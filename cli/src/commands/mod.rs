//! CLI command definitions and dispatch.

mod check;
mod inspect;

use clap::{Parser, Subcommand};

/// Certo — container image certification.
#[derive(Parser)]
#[command(name = "certo", version, about)]
pub struct Cli {
    #[command(subcommand)]
    pub command: Command,
}

/// Available commands.
#[derive(Subcommand)]
pub enum Command {
    /// Pull an image, materialize its filesystem, and run the check battery
    Check(check::CheckArgs),
    /// Display image metadata as JSON without running checks
    Inspect(inspect::InspectArgs),
}

/// Dispatch a parsed CLI to the appropriate command handler.
///
/// Returns the process exit code: 0 for an overall pass, 1 for an overall
/// fail; engine-level errors propagate and exit with 2.
pub async fn dispatch(cli: Cli) -> Result<i32, Box<dyn std::error::Error>> {
    match cli.command {
        Command::Check(args) => check::execute(args).await,
        Command::Inspect(args) => {
            inspect::execute(args).await?;
            Ok(0)
        }
    }
}
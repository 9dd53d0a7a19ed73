//! Certo CLI entry point.

use clap::Parser;
use tracing_subscriber::EnvFilter;

use certo_cli::commands::{dispatch, Cli};

#[tokio::main]
async fn main() {
    // Initialize tracing
    tracing_subscriber::fmt()
        .with_env_filter(
            EnvFilter::try_from_default_env().unwrap_or_else(|_| EnvFilter::new("warn")),
        )
        .with_target(false)
        .init();

    let cli = Cli::parse();

    match dispatch(cli).await {
        Ok(code) => std::process::exit(code),
        Err(e) => {
            eprintln!("Error: {e}");
            std::process::exit(2);
        }
    }
}
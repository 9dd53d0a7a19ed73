//! Operator deployment via the OLM package manager.
//!
//! The deployment check provisions a namespace, catalog source, operator
//! group, and subscription, waits for the subscription to resolve and the
//! resolved CSV to converge, and guarantees artifact capture and teardown
//! on every outcome. The cluster itself sits behind the
//! [`ClusterClient`](client::ClusterClient) boundary.

pub mod client;
pub mod data;
pub mod orchestrator;
pub mod resources;

pub use client::ClusterClient;
pub use data::{derive_operator_data, OperatorData};
pub use orchestrator::OlmDeploymentCheck;
pub use resources::{
    CatalogSource, CatalogSourceSpec, ClusterServiceVersion, CsvPhase, CsvStatus, Namespace,
    ObjectMeta, OperatorGroup, OperatorGroupSpec, Subscription, SubscriptionSpec,
    SubscriptionStatus,
};
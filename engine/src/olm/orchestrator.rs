//! The operator deployment check.
//!
//! Provisions a namespace, catalog source, operator group, and subscription
//! on a live cluster, waits for the subscription to resolve and the
//! resolved CSV to converge, then captures artifacts and tears everything
//! down. Capture and teardown run no matter how the waits ended.

use std::sync::Arc;

use async_trait::async_trait;
use certo_core::artifact::ArtifactWriter;
use certo_core::check::{Check, CheckHelp, CheckMetadata, ImageReference};
use certo_core::config::OlmSettings;
use certo_core::error::{CertoError, Result};
use serde::Serialize;

use super::client::ClusterClient;
use super::data::{derive_operator_data, OperatorData};
use super::resources::{
    CatalogSource, CatalogSourceSpec, CsvPhase, Namespace, ObjectMeta, OperatorGroup,
    OperatorGroupSpec, Subscription, SubscriptionSpec,
};
use crate::poll::{wait_for, DEFAULT_POLL_INTERVAL};

/// Verifies that an operator bundle deploys through OLM and converges.
///
/// One invocation exclusively owns its install namespace and the four child
/// resources; concurrent invocations against the same namespace are not
/// supported.
pub struct OlmDeploymentCheck {
    cluster: Arc<dyn ClusterClient>,
    artifacts: Arc<dyn ArtifactWriter>,
    settings: OlmSettings,
}

/// Names of the child resources derived from the operator's app name.
struct ResourceNames {
    catalog: String,
    group: String,
    subscription: String,
}

impl ResourceNames {
    fn for_app(app: &str) -> Self {
        Self {
            catalog: format!("{}-catalog", app),
            group: format!("{}-group", app),
            subscription: format!("{}-sub", app),
        }
    }
}

impl OlmDeploymentCheck {
    /// Create the check with its cluster client, artifact sink, and
    /// settings.
    pub fn new(
        cluster: Arc<dyn ClusterClient>,
        artifacts: Arc<dyn ArtifactWriter>,
        settings: OlmSettings,
    ) -> Self {
        Self {
            cluster,
            artifacts,
            settings,
        }
    }

    async fn deploy_and_wait(&self, data: &OperatorData) -> Result<bool> {
        self.provision(data).await?;
        self.await_convergence(data).await
    }

    /// Create the namespace, catalog source, operator group, and
    /// subscription, in that order. "Already exists" is swallowed per
    /// resource; any other creation error is terminal.
    async fn provision(&self, data: &OperatorData) -> Result<()> {
        let names = ResourceNames::for_app(&data.app);
        let ns = &data.install_namespace;

        swallow_conflict(self.cluster.create_namespace(&Namespace::named(ns)).await)?;

        let catalog = CatalogSource {
            metadata: ObjectMeta::namespaced(&names.catalog, ns),
            spec: CatalogSourceSpec {
                source_type: "grpc".to_string(),
                image: data.catalog_image.clone(),
                display_name: format!("{} certification catalog", data.app),
            },
        };
        swallow_conflict(self.cluster.create_catalog_source(&catalog).await)?;

        let group = OperatorGroup {
            metadata: ObjectMeta::namespaced(&names.group, ns),
            spec: OperatorGroupSpec {
                target_namespaces: vec![ns.clone()],
            },
        };
        swallow_conflict(self.cluster.create_operator_group(&group).await)?;

        let subscription = Subscription {
            metadata: ObjectMeta::namespaced(&names.subscription, ns),
            spec: SubscriptionSpec {
                channel: data.channel.clone(),
                package: data.package_name.clone(),
                source: names.catalog.clone(),
                source_namespace: ns.clone(),
            },
            status: Default::default(),
        };
        swallow_conflict(self.cluster.create_subscription(&subscription).await)?;

        tracing::info!(
            namespace = %ns,
            catalog = %names.catalog,
            subscription = %names.subscription,
            "Provisioned operator deployment resources"
        );
        Ok(())
    }

    /// Wait for subscription resolution, then for the resolved CSV to reach
    /// a terminal phase. Each wait has its own timeout budget.
    async fn await_convergence(&self, data: &OperatorData) -> Result<bool> {
        let names = ResourceNames::for_app(&data.app);

        let cluster = Arc::clone(&self.cluster);
        let namespace = data.install_namespace.clone();
        let sub_name = names.subscription.clone();
        let installed_csv = wait_for(
            move || {
                let cluster = Arc::clone(&cluster);
                let namespace = namespace.clone();
                let sub_name = sub_name.clone();
                async move {
                    match cluster.get_subscription(&sub_name, &namespace).await {
                        Ok(sub) => Ok(sub.status.installed_csv.filter(|csv| !csv.is_empty())),
                        // The subscription may not be visible yet; keep polling.
                        Err(CertoError::NotFound { .. }) => Ok(None),
                        Err(e) => Err(e),
                    }
                }
            },
            self.settings.subscription_timeout(),
            DEFAULT_POLL_INTERVAL,
        )
        .await?;

        tracing::info!(csv = %installed_csv, "Subscription resolved");

        let cluster = Arc::clone(&self.cluster);
        let namespace = data.install_namespace.clone();
        let csv_name = installed_csv.clone();
        let succeeded = wait_for(
            move || {
                let cluster = Arc::clone(&cluster);
                let namespace = namespace.clone();
                let csv_name = csv_name.clone();
                async move {
                    match cluster.get_csv(&csv_name, &namespace).await {
                        Ok(csv) => match csv.status.phase {
                            CsvPhase::Succeeded => Ok(Some(true)),
                            CsvPhase::Failed => Ok(Some(false)),
                            _ => Ok(None),
                        },
                        Err(CertoError::NotFound { .. }) => Ok(None),
                        Err(e) => Err(e),
                    }
                }
            },
            self.settings.csv_timeout(),
            DEFAULT_POLL_INTERVAL,
        )
        .await?;

        tracing::info!(csv = %installed_csv, succeeded, "Deployment reached a terminal phase");
        Ok(succeeded)
    }

    /// Serialize the current deployment resources to artifacts.
    /// Best-effort: individual capture failures are logged, never
    /// propagated.
    async fn capture(&self, data: &OperatorData) {
        let names = ResourceNames::for_app(&data.app);
        let ns = &data.install_namespace;

        match self.cluster.get_subscription(&names.subscription, ns).await {
            Ok(sub) => self.write_artifact("subscription.json", &sub),
            Err(e) => tracing::warn!(error = %e, "Could not capture subscription"),
        }
        match self.cluster.get_catalog_source(&names.catalog, ns).await {
            Ok(catalog) => self.write_artifact("catalogsource.json", &catalog),
            Err(e) => tracing::warn!(error = %e, "Could not capture catalog source"),
        }
        match self.cluster.get_operator_group(&names.group, ns).await {
            Ok(group) => self.write_artifact("operatorgroup.json", &group),
            Err(e) => tracing::warn!(error = %e, "Could not capture operator group"),
        }
        match self.cluster.get_namespace(ns).await {
            Ok(namespace) => self.write_artifact("namespace.json", &namespace),
            Err(e) => tracing::warn!(error = %e, "Could not capture namespace"),
        }
    }

    fn write_artifact<T: Serialize>(&self, filename: &str, object: &T) {
        let bytes = match serde_json::to_vec_pretty(object) {
            Ok(bytes) => bytes,
            Err(e) => {
                tracing::warn!(artifact = filename, error = %e, "Could not serialize artifact");
                return;
            }
        };
        if let Err(e) = self.artifacts.write(filename, &bytes) {
            tracing::warn!(artifact = filename, error = %e, "Could not write artifact");
        }
    }

    /// Delete the subscription, catalog source, operator group, and
    /// namespace, in that order, ignoring deletion errors.
    async fn teardown(&self, data: &OperatorData) {
        let names = ResourceNames::for_app(&data.app);
        let ns = &data.install_namespace;

        if let Err(e) = self.cluster.delete_subscription(&names.subscription, ns).await {
            tracing::warn!(error = %e, "Subscription teardown failed (ignored)");
        }
        if let Err(e) = self.cluster.delete_catalog_source(&names.catalog, ns).await {
            tracing::warn!(error = %e, "Catalog source teardown failed (ignored)");
        }
        if let Err(e) = self.cluster.delete_operator_group(&names.group, ns).await {
            tracing::warn!(error = %e, "Operator group teardown failed (ignored)");
        }
        if let Err(e) = self.cluster.delete_namespace(ns).await {
            tracing::warn!(error = %e, "Namespace teardown failed (ignored)");
        }
    }
}

/// Treat "already exists" as success: a re-run against leftover resources
/// adopts them. Logged so a pre-existing resource from an unrelated run
/// stays visible in the trace.
fn swallow_conflict(result: Result<()>) -> Result<()> {
    match result {
        Err(CertoError::AlreadyExists { kind, name }) => {
            tracing::warn!(kind = %kind, name = %name, "Resource already exists, adopting");
            Ok(())
        }
        other => other,
    }
}

#[async_trait]
impl Check for OlmDeploymentCheck {
    async fn validate(&self, image: &ImageReference) -> Result<bool> {
        let data = derive_operator_data(image, &self.settings)?;
        tracing::info!(
            package = %data.package_name,
            channel = %data.channel,
            namespace = %data.install_namespace,
            "Deploying operator bundle"
        );

        let outcome = self.deploy_and_wait(&data).await;

        // The verdict is fixed; capture and teardown cannot change it.
        self.capture(&data).await;
        self.teardown(&data).await;

        outcome
    }

    fn name(&self) -> &str {
        "deployable-by-olm"
    }

    fn metadata(&self) -> CheckMetadata {
        CheckMetadata {
            description: "Operator bundle deploys through OLM and reaches a healthy state"
                .to_string(),
            level: "required".to_string(),
            urls: vec!["https://olm.operatorframework.io/".to_string()],
        }
    }

    fn help(&self) -> CheckHelp {
        CheckHelp {
            message: "The operator did not deploy successfully through OLM".to_string(),
            suggestion: "Inspect the captured subscription and CSV artifacts for the \
                         failing phase, and verify the package name and channel in the \
                         bundle annotations match the catalog contents"
                .to_string(),
        }
    }
}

☆ ☆ ☆ ☆ ☆

### WHAT YOU ARE ASKED TO DO
Report all lines of the material that contain the word "ArtifactWriter".

### PROBLEM SOLUTION
use certo_core::artifact::ArtifactWriter;
    artifacts: Arc<dyn ArtifactWriter>,
        artifacts: Arc<dyn ArtifactWriter>,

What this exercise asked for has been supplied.